_WORK ITEM_
Each line from the start of the entries through the line that contains "pub struct JsonName(pub &'static str);" should be output exactly, please.

_RECORDS_

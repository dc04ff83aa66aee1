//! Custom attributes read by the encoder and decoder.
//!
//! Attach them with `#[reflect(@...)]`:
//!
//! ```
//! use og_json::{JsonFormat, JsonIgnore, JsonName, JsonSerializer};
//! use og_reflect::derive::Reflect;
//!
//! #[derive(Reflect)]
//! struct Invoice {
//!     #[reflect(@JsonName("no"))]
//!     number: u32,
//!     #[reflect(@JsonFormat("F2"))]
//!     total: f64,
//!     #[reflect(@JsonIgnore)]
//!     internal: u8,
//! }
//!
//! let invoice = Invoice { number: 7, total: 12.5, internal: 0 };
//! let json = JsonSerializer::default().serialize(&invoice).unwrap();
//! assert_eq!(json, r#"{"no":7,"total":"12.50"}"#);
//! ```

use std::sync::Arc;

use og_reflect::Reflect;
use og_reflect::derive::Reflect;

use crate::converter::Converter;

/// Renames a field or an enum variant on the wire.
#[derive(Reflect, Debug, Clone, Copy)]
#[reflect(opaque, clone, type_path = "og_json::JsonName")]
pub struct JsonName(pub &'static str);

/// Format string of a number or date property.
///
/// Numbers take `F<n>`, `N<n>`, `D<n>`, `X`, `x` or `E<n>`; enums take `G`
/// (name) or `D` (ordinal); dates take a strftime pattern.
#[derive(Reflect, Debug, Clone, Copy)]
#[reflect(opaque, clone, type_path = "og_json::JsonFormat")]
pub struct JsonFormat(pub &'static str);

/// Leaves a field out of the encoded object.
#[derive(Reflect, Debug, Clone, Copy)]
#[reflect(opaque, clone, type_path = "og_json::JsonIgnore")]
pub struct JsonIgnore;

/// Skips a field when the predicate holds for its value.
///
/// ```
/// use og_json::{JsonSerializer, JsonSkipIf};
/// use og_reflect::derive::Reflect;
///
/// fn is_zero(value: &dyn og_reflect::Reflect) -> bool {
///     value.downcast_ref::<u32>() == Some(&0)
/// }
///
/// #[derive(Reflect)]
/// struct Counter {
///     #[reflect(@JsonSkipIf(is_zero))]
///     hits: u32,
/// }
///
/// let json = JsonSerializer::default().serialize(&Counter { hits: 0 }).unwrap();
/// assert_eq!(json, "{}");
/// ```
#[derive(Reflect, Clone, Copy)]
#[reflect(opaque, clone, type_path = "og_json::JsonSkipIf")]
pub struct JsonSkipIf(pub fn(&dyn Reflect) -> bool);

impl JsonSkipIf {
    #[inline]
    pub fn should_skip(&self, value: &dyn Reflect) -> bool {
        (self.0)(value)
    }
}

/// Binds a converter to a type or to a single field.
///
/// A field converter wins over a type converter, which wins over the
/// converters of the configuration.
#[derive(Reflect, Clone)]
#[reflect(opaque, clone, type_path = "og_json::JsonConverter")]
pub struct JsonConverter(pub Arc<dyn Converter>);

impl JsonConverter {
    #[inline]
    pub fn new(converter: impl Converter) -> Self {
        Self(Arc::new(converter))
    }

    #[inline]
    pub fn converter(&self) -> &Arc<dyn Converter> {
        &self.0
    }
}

_YOUR RESPONSE_
repository dc04ff83aa66aee1
//! Custom attributes read by the encoder and decoder.
//!
//! Attach them with `#[reflect(@...)]`:
//!
//! ```
//! use og_json::{JsonFormat, JsonIgnore, JsonName, JsonSerializer};
//! use og_reflect::derive::Reflect;
//!
//! #[derive(Reflect)]
//! struct Invoice {
//!     #[reflect(@JsonName("no"))]
//!     number: u32,
//!     #[reflect(@JsonFormat("F2"))]
//!     total: f64,
//!     #[reflect(@JsonIgnore)]
//!     internal: u8,
//! }
//!
//! let invoice = Invoice { number: 7, total: 12.5, internal: 0 };
//! let json = JsonSerializer::default().serialize(&invoice).unwrap();
//! assert_eq!(json, r#"{"no":7,"total":"12.50"}"#);
//! ```

use std::sync::Arc;

use og_reflect::Reflect;
use og_reflect::derive::Reflect;

use crate::converter::Converter;

/// Renames a field or an enum variant on the wire.
#[derive(Reflect, Debug, Clone, Copy)]
#[reflect(opaque, clone, type_path = "og_json::JsonName")]
pub struct JsonName(pub &'static str);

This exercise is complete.